周囲には、日本兵はいない。我々荷駄隊は、ゆっくり進んでいるからである。

全員が、遮蔽物に身を隠しつつ、薬室に銃弾をボルト操作で送り込む。



「撃て~~!」

バンバンバンバババン!連続する発砲音。

まだ、距離は数百メートルも離れている。

一瞬で十数人が倒れていく。


「日本軍が混じっているぞ!情報がガセだったんだ!」

朝鮮語で、誰かが叫んだ。

「とにかく、突撃しろ!」

「殺せ!殺せ!食料と武器を奪え!」

だが、次の発砲音はすぐに始まった。

「ウワ~~」


彼らの持つライフルはボルトアクションライフルで弾倉式、弾倉には5発が入る。

試験用なので5発しか入れていないのだ。

まだ、銃身や発射機構の強度なども試すために実戦に投入されている。

本来ならば、もっと弾の入った弾倉を用意したいところであったが、技術がまだ確立されていない。


自転車職人が作っている職人の銃である。

完成度が高められれば、大量生産に切り替えるための準備がなされるであろう。


素早く弾倉を取り換えて、撃つ!


敵が退却を開始する。

流石に槍や刀では、厳しいものがあるのだろう。

その退却する民兵に対して容赦ない射撃を行う。

ここで、自慢のスコープが役に立つはずだったのだが、スコープは駄目だった。

熱さからか、スコープ内に曇りが発生した。

気密性が足りないのだった。

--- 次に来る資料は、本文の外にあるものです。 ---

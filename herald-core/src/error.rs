//! Error taxonomy for resolution and delivery
//!
//! Resolution-time errors (`MalformedDsn`, `UnsupportedScheme`, `IncompleteDsn`)
//! always reach the caller. Only composite transports recover from
//! [`TransportError`], and only by moving on to another child.

use crate::http::HttpError;
use crate::models::MessageKind;
use thiserror::Error;

/// Errors raised while resolving transports or sending messages
#[derive(Error, Debug)]
pub enum NotifierError {
    #[error("Malformed notification DSN: {reason}")]
    MalformedDsn { reason: String },

    #[error("The \"{scheme}\" scheme is not supported; supported schemes: {}", .supported.join(", "))]
    UnsupportedScheme {
        scheme: String,
        supported: Vec<String>,
    },

    #[error("Invalid \"{dsn}\" notification DSN: option \"{option}\" is required")]
    IncompleteDsn { option: String, dsn: String },

    #[error("The \"{transport}\" transport does not support \"{kind}\" messages")]
    UnsupportedMessageType {
        transport: String,
        kind: MessageKind,
    },

    #[error("{composite} transport must have at least one transport configured")]
    NoTransports { composite: &'static str },

    #[error("The \"{name}\" transport does not exist (available transports: {})", .available.join(", "))]
    UnknownTransport {
        name: String,
        available: Vec<String>,
    },

    #[error("Configuration error: {0}")]
    Config(String),

    #[error(transparent)]
    Transport(#[from] TransportError),
}

impl NotifierError {
    pub(crate) fn malformed(reason: impl Into<String>) -> Self {
        NotifierError::MalformedDsn {
            reason: reason.into(),
        }
    }

    /// True for delivery failures a composite may recover from
    pub fn is_transport_error(&self) -> bool {
        matches!(self, NotifierError::Transport(_))
    }
}

/// Delivery failures
#[derive(Error, Debug)]
pub enum TransportError {
    #[error("{transport}: request failed: {source}")]
    Http {
        transport: String,
        #[source]
        source: HttpError,
    },

    #[error("{transport}: {reason} (status {status})")]
    Rejected {
        transport: String,
        status: u16,
        reason: String,
    },

    #[error("{transport}: invalid response: {reason}")]
    InvalidResponse { transport: String, reason: String },

    #[error("All transports failed: {}", describe_failures(.0))]
    AllFailed(Vec<NotifierError>),
}

fn describe_failures(errors: &[NotifierError]) -> String {
    if errors.is_empty() {
        return "every supporting transport is waiting for its retry period".to_string();
    }
    errors
        .iter()
        .enumerate()
        .map(|(i, e)| format!("#{} {}", i + 1, e))
        .collect::<Vec<_>>()
        .join("; ")
}

/// Result alias used across the crate
pub type Result<T> = std::result::Result<T, NotifierError>;
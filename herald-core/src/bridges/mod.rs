//! Vendor bridges
//!
//! Each bridge translates one vendor HTTP API into the [`Transport`]
//! contract. They only talk to the network through the injected
//! [`HttpClient`](crate::http::HttpClient).
//!
//! [`Transport`]: crate::transport::Transport

mod lightsms;
mod messagebird;
mod telegram;

pub use lightsms::{LightSmsTransport, LightSmsTransportFactory};
pub use messagebird::{MessageBirdTransport, MessageBirdTransportFactory};
pub use telegram::{TelegramTransport, TelegramTransportFactory};

use crate::transport::{TransportContext, TransportFactory};

/// Bridge factories in resolution priority order
pub fn default_factories(context: &TransportContext) -> Vec<Box<dyn TransportFactory>> {
    vec![
        Box::new(TelegramTransportFactory::new(context.clone())),
        Box::new(MessageBirdTransportFactory::new(context.clone())),
        Box::new(LightSmsTransportFactory::new(context.clone())),
    ]
}
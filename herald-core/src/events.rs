//! Fire-and-forget delivery events

use crate::models::MessageKind;

/// Lifecycle events emitted by vendor bridges
#[derive(Debug, Clone, PartialEq)]
pub enum TransportEvent {
    Sending {
        transport: String,
        kind: MessageKind,
    },
    Sent {
        transport: String,
        message_id: Option<String>,
    },
    Failed {
        transport: String,
        reason: String,
    },
}

/// Receives transport events; must not block or fail
pub trait EventDispatcher: Send + Sync {
    fn dispatch(&self, event: TransportEvent);
}

/// Dispatcher that records events in the log
#[derive(Debug, Default, Clone, Copy)]
pub struct TracingDispatcher;

impl EventDispatcher for TracingDispatcher {
    fn dispatch(&self, event: TransportEvent) {
        match event {
            TransportEvent::Sending { transport, kind } => {
                tracing::debug!(transport = %transport, kind = %kind, "Sending message");
            }
            TransportEvent::Sent {
                transport,
                message_id,
            } => {
                tracing::info!(
                    transport = %transport,
                    message_id = message_id.as_deref().unwrap_or(""),
                    "Message sent"
                );
            }
            TransportEvent::Failed { transport, reason } => {
                tracing::warn!(transport = %transport, reason = %reason, "Message delivery failed");
            }
        }
    }
}
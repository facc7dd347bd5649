//! Named transport collection

use super::{unsupported_message, Transport};
use crate::error::{NotifierError, Result};
use crate::models::{Message, SentMessage};
use async_trait::async_trait;

/// Logical channel name -> transport, in insertion order.
///
/// Also a transport itself: a message naming a channel is routed there,
/// any other message goes to the first channel that supports it.
#[derive(Default)]
pub struct Transports {
    transports: Vec<(String, Box<dyn Transport>)>,
}

impl Transports {
    pub fn new() -> Self {
        Self::default()
    }

    /// Add a channel; an existing channel with the same name is replaced in place
    pub fn insert(&mut self, name: impl Into<String>, transport: Box<dyn Transport>) {
        let name = name.into();
        match self.transports.iter_mut().find(|(n, _)| *n == name) {
            Some(slot) => slot.1 = transport,
            None => self.transports.push((name, transport)),
        }
    }

    pub fn get(&self, name: &str) -> Option<&dyn Transport> {
        self.transports
            .iter()
            .find(|(n, _)| n == name)
            .map(|(_, t)| t.as_ref() as &dyn Transport)
    }

    pub fn names(&self) -> Vec<&str> {
        self.transports.iter().map(|(n, _)| n.as_str()).collect()
    }

    pub fn len(&self) -> usize {
        self.transports.len()
    }

    pub fn is_empty(&self) -> bool {
        self.transports.is_empty()
    }

    pub fn iter(&self) -> impl Iterator<Item = (&str, &dyn Transport)> {
        self.transports
            .iter()
            .map(|(n, t)| (n.as_str(), t.as_ref() as &dyn Transport))
    }
}

#[async_trait]
impl Transport for Transports {
    fn supports(&self, message: &Message) -> bool {
        match message.transport() {
            Some(name) => self.get(name).is_some_and(|t| t.supports(message)),
            None => self.transports.iter().any(|(_, t)| t.supports(message)),
        }
    }

    async fn send(&self, message: &Message) -> Result<SentMessage> {
        let Some(name) = message.transport() else {
            return match self.transports.iter().find(|(_, t)| t.supports(message)) {
                Some((_, transport)) => transport.send(message).await,
                None => Err(unsupported_message(self, message)),
            };
        };

        match self.get(name) {
            Some(transport) => transport.send(message).await,
            None => Err(NotifierError::UnknownTransport {
                name: name.to_string(),
                available: self.names().into_iter().map(str::to_string).collect(),
            }),
        }
    }

    fn describe(&self) -> String {
        format!("[{}]", self.names().join(","))
    }
}
//! Failover transport: first child that delivers wins

use super::composite::Children;
use super::{unsupported_message, Transport};
use crate::error::Result;
use crate::models::{Message, SentMessage};
use async_trait::async_trait;
use std::time::Duration;

/// Tries children in declared priority order until one succeeds.
///
/// Every call starts again from the first child, so the primary is always
/// preferred once it recovers. Fails with an aggregate error listing every
/// child failure when no supporting child delivers.
pub struct FailoverTransport {
    children: Children,
}

impl FailoverTransport {
    pub fn new(transports: Vec<Box<dyn Transport>>) -> Result<Self> {
        Ok(Self {
            children: Children::new("failover", " || ", transports)?,
        })
    }

    /// Skip a failed child on later calls until `period` has elapsed
    pub fn with_retry_period(mut self, period: Duration) -> Self {
        self.children.set_retry_period(period);
        self
    }

    pub fn transports(&self) -> &[Box<dyn Transport>] {
        self.children.transports()
    }
}

#[async_trait]
impl Transport for FailoverTransport {
    fn supports(&self, message: &Message) -> bool {
        self.children.supports(message)
    }

    async fn send(&self, message: &Message) -> Result<SentMessage> {
        if !self.supports(message) {
            return Err(unsupported_message(self, message));
        }
        let (_, sent) = self
            .children
            .dispatch(message, 0..self.children.len())
            .await?;
        Ok(sent)
    }

    fn describe(&self) -> String {
        self.children.describe()
    }
}
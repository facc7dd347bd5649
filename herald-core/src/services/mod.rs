//! Process-level services

pub mod logging;
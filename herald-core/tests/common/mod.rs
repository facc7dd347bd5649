//! Stub transports, factories and HTTP client shared by integration tests

#![allow(dead_code)]

use async_trait::async_trait;
use herald_core::dsn::Dsn;
use herald_core::events::{EventDispatcher, TransportEvent};
use herald_core::http::{HttpClient, HttpError, HttpRequest, HttpResponse};
use herald_core::models::{Message, MessageKind, SentMessage};
use herald_core::transport::{unsupported_message, Transport, TransportFactory};
use herald_core::{NotifierError, Result, TransportError};
use std::collections::VecDeque;
use std::sync::atomic::{AtomicUsize, Ordering};
use std::sync::{Arc, Mutex};

/// Transport that records calls and either succeeds or fails
pub struct StubTransport {
    name: String,
    kinds: Vec<MessageKind>,
    fail: bool,
    calls: Arc<AtomicUsize>,
}

impl StubTransport {
    pub fn ok(name: &str) -> (Self, Arc<AtomicUsize>) {
        Self::build(name, false)
    }

    pub fn failing(name: &str) -> (Self, Arc<AtomicUsize>) {
        Self::build(name, true)
    }

    fn build(name: &str, fail: bool) -> (Self, Arc<AtomicUsize>) {
        let calls = Arc::new(AtomicUsize::new(0));
        let stub = Self {
            name: name.to_string(),
            kinds: vec![MessageKind::Sms, MessageKind::Chat],
            fail,
            calls: Arc::clone(&calls),
        };
        (stub, calls)
    }

    /// Restrict the message kinds this stub supports
    pub fn only(mut self, kind: MessageKind) -> Self {
        self.kinds = vec![kind];
        self
    }

    pub fn boxed(self) -> Box<dyn Transport> {
        Box::new(self)
    }
}

#[async_trait]
impl Transport for StubTransport {
    fn supports(&self, message: &Message) -> bool {
        self.kinds.contains(&message.kind())
    }

    async fn send(&self, message: &Message) -> Result<SentMessage> {
        if !self.supports(message) {
            return Err(unsupported_message(self, message));
        }
        self.calls.fetch_add(1, Ordering::SeqCst);
        if self.fail {
            return Err(TransportError::Rejected {
                transport: self.describe(),
                status: 503,
                reason: format!("{} is down", self.name),
            }
            .into());
        }
        Ok(SentMessage::new(message.clone(), self.describe()).with_message_id(self.name.clone()))
    }

    fn describe(&self) -> String {
        format!("{}://stub", self.name)
    }
}

/// Transport whose `send` fails with a non-delivery error despite claiming support
pub struct MisbehavingTransport;

#[async_trait]
impl Transport for MisbehavingTransport {
    fn supports(&self, _message: &Message) -> bool {
        true
    }

    async fn send(&self, message: &Message) -> Result<SentMessage> {
        Err(NotifierError::UnsupportedMessageType {
            transport: self.describe(),
            kind: message.kind(),
        })
    }

    fn describe(&self) -> String {
        "misbehaving://stub".to_string()
    }
}

/// Factory that labels what it built and counts `create` calls
pub struct StubFactory {
    label: &'static str,
    schemes: &'static [&'static str],
    claim_all: bool,
    created: Arc<AtomicUsize>,
}

impl StubFactory {
    pub fn for_schemes(label: &'static str, schemes: &'static [&'static str]) -> (Self, Arc<AtomicUsize>) {
        let created = Arc::new(AtomicUsize::new(0));
        let factory = Self {
            label,
            schemes,
            claim_all: false,
            created: Arc::clone(&created),
        };
        (factory, created)
    }

    pub fn always(label: &'static str) -> (Self, Arc<AtomicUsize>) {
        let (mut factory, created) = Self::for_schemes(label, &["*"]);
        factory.claim_all = true;
        (factory, created)
    }

    pub fn boxed(self) -> Box<dyn TransportFactory> {
        Box::new(self)
    }
}

impl TransportFactory for StubFactory {
    fn schemes(&self) -> &[&'static str] {
        self.schemes
    }

    fn supports(&self, dsn: &Dsn) -> bool {
        self.claim_all || self.schemes.contains(&dsn.scheme())
    }

    fn create(&self, dsn: &Dsn) -> Result<Box<dyn Transport>> {
        self.ensure_supports(dsn)?;
        if dsn.option("require").is_some() {
            dsn.required_option("from")?;
        }
        self.created.fetch_add(1, Ordering::SeqCst);
        Ok(Box::new(LabelledTransport {
            label: self.label,
            describe: dsn.to_string(),
        }))
    }
}

/// Transport built by [`StubFactory`]; describes itself with its DSN
pub struct LabelledTransport {
    pub label: &'static str,
    describe: String,
}

#[async_trait]
impl Transport for LabelledTransport {
    fn supports(&self, _message: &Message) -> bool {
        true
    }

    async fn send(&self, message: &Message) -> Result<SentMessage> {
        Ok(SentMessage::new(message.clone(), self.describe()).with_message_id(self.label))
    }

    fn describe(&self) -> String {
        self.describe.clone()
    }
}

/// HTTP client replaying canned responses and recording requests
#[derive(Default)]
pub struct RecordingHttpClient {
    responses: Mutex<VecDeque<std::result::Result<HttpResponse, HttpError>>>,
    requests: Mutex<Vec<HttpRequest>>,
}

impl RecordingHttpClient {
    pub fn new() -> Arc<Self> {
        Arc::new(Self::default())
    }

    pub fn respond(&self, status: u16, body: &str) {
        self.responses
            .lock()
            .unwrap()
            .push_back(Ok(HttpResponse::new(status, body)));
    }

    pub fn fail(&self, reason: &str) {
        self.responses
            .lock()
            .unwrap()
            .push_back(Err(HttpError::Other(reason.to_string())));
    }

    pub fn requests(&self) -> Vec<HttpRequest> {
        self.requests.lock().unwrap().clone()
    }
}

#[async_trait]
impl HttpClient for RecordingHttpClient {
    async fn request(&self, request: HttpRequest) -> std::result::Result<HttpResponse, HttpError> {
        self.requests.lock().unwrap().push(request);
        self.responses
            .lock()
            .unwrap()
            .pop_front()
            .unwrap_or_else(|| Err(HttpError::Other("no canned response".to_string())))
    }
}

/// Event dispatcher that keeps every event
#[derive(Default)]
pub struct RecordingDispatcher {
    events: Mutex<Vec<TransportEvent>>,
}

impl RecordingDispatcher {
    pub fn events(&self) -> Vec<TransportEvent> {
        self.events.lock().unwrap().clone()
    }
}

impl EventDispatcher for RecordingDispatcher {
    fn dispatch(&self, event: TransportEvent) {
        self.events.lock().unwrap().push(event);
    }
}
//! Logging service

use crate::models::LogLevel;
use tracing_subscriber::EnvFilter;

/// Filter directive for the herald crates at the given level
pub fn filter_directive(level: LogLevel) -> &'static str {
    match level {
        LogLevel::Error => "herald=error,herald_core=error",
        LogLevel::Warn => "herald=warn,herald_core=warn",
        LogLevel::Info => "herald=info,herald_core=info",
        LogLevel::Debug => "herald=debug,herald_core=debug",
        LogLevel::Trace => "herald=trace,herald_core=trace",
    }
}

/// Initialize logging with the specified level; `RUST_LOG` takes precedence
pub fn init_logging(level: LogLevel) -> Result<(), Box<dyn std::error::Error + Send + Sync>> {
    let filter = EnvFilter::try_from_default_env()
        .or_else(|_| EnvFilter::try_new(filter_directive(level)))?;

    tracing_subscriber::fmt()
        .with_env_filter(filter)
        .with_writer(std::io::stderr)
        .try_init()
}

/// Log the outcome of a send through a named channel
pub fn log_delivery(channel: &str, transport: &str, message_id: Option<&str>) {
    tracing::info!(
        channel = channel,
        transport = transport,
        message_id = message_id.unwrap_or(""),
        "Notification delivered"
    );
}

/// Log a failed send through a named channel
pub fn log_error(channel: &str, error: &str) {
    tracing::error!(channel = channel, error = error, "Notification delivery failed");
}
//! Message data structures

use serde::{Deserialize, Serialize};
use std::fmt;

/// Kind of message, used for capability checks and diagnostics
#[derive(Debug, Clone, Copy, PartialEq, Eq, Hash, Serialize, Deserialize)]
pub enum MessageKind {
    #[serde(rename = "sms")]
    Sms,
    #[serde(rename = "chat")]
    Chat,
}

impl fmt::Display for MessageKind {
    fn fmt(&self, f: &mut fmt::Formatter<'_>) -> fmt::Result {
        match self {
            MessageKind::Sms => write!(f, "sms"),
            MessageKind::Chat => write!(f, "chat"),
        }
    }
}

/// Text message addressed to a phone number
#[derive(Debug, Clone, PartialEq, Serialize, Deserialize)]
pub struct SmsMessage {
    pub phone: String,
    pub subject: String,
    /// Name of the transport to route through in a named collection
    #[serde(default, skip_serializing_if = "Option::is_none")]
    pub transport: Option<String>,
}

impl SmsMessage {
    pub fn new(phone: impl Into<String>, subject: impl Into<String>) -> Self {
        Self {
            phone: phone.into(),
            subject: subject.into(),
            transport: None,
        }
    }

    pub fn transport(mut self, name: impl Into<String>) -> Self {
        self.transport = Some(name.into());
        self
    }
}

/// Message posted to a chat service
#[derive(Debug, Clone, PartialEq, Serialize, Deserialize)]
pub struct ChatMessage {
    pub subject: String,
    /// Overrides the channel configured on the transport
    #[serde(default, skip_serializing_if = "Option::is_none")]
    pub recipient_id: Option<String>,
    #[serde(default, skip_serializing_if = "Option::is_none")]
    pub transport: Option<String>,
}

impl ChatMessage {
    pub fn new(subject: impl Into<String>) -> Self {
        Self {
            subject: subject.into(),
            recipient_id: None,
            transport: None,
        }
    }

    pub fn recipient(mut self, id: impl Into<String>) -> Self {
        self.recipient_id = Some(id.into());
        self
    }

    pub fn transport(mut self, name: impl Into<String>) -> Self {
        self.transport = Some(name.into());
        self
    }
}

/// A notification handed to a transport
#[derive(Debug, Clone, PartialEq, Serialize, Deserialize)]
#[serde(tag = "type")]
pub enum Message {
    #[serde(rename = "sms")]
    Sms(SmsMessage),
    #[serde(rename = "chat")]
    Chat(ChatMessage),
}

impl Message {
    pub fn sms(phone: impl Into<String>, subject: impl Into<String>) -> Self {
        Message::Sms(SmsMessage::new(phone, subject))
    }

    pub fn chat(subject: impl Into<String>) -> Self {
        Message::Chat(ChatMessage::new(subject))
    }

    pub fn kind(&self) -> MessageKind {
        match self {
            Message::Sms(_) => MessageKind::Sms,
            Message::Chat(_) => MessageKind::Chat,
        }
    }

    pub fn subject(&self) -> &str {
        match self {
            Message::Sms(m) => &m.subject,
            Message::Chat(m) => &m.subject,
        }
    }

    /// Transport name requested by the sender, if any
    pub fn transport(&self) -> Option<&str> {
        match self {
            Message::Sms(m) => m.transport.as_deref(),
            Message::Chat(m) => m.transport.as_deref(),
        }
    }
}

impl From<SmsMessage> for Message {
    fn from(message: SmsMessage) -> Self {
        Message::Sms(message)
    }
}

impl From<ChatMessage> for Message {
    fn from(message: ChatMessage) -> Self {
        Message::Chat(message)
    }
}

/// Result of a successful delivery
#[derive(Debug, Clone, PartialEq, Serialize)]
pub struct SentMessage {
    original: Message,
    transport: String,
    #[serde(skip_serializing_if = "Option::is_none")]
    message_id: Option<String>,
}

impl SentMessage {
    pub fn new(original: Message, transport: impl Into<String>) -> Self {
        Self {
            original,
            transport: transport.into(),
            message_id: None,
        }
    }

    pub fn with_message_id(mut self, id: impl Into<String>) -> Self {
        self.message_id = Some(id.into());
        self
    }

    pub fn original(&self) -> &Message {
        &self.original
    }

    /// `describe()` of the transport that delivered the message
    pub fn transport(&self) -> &str {
        &self.transport
    }

    /// Identifier assigned by the vendor, when it returns one
    pub fn message_id(&self) -> Option<&str> {
        self.message_id.as_deref()
    }
}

今までは大事に箱に入れていたが、この暑さに、現場にやられてしまったのだ。(今は夏で非常に暑かった)


しかし、皆さすがに猟師修行で2年もやっているからか、スコープなしでも容赦なく狩っていく。こうして数十人も狩り倒したころに異変に気付いた軍人が駆けつけてくる。


「おお、物資は無事か~」

「よくやってくれた、武器携行を認めてよかった」

軍夫の武器携行についてひと悶着あったのだが、自前の武器であるため特別に認められたのだ。



一日の行進が終わると皆がクタクタである。

特に軍夫は、草履バキのものが多かった。

そんなものでよくやるなと感じながら、干し肉を齧る。

我々の靴は、軍用ブーツである。

勿論、日本軍では採用されていない。

兵達も、編み上げ靴だが、底が薄い。

形も悪いので皆が大変な想いをしているのである。


靴も荷駄車ももっと護謨を使わなくてはならない。

そう結論づけて寝る。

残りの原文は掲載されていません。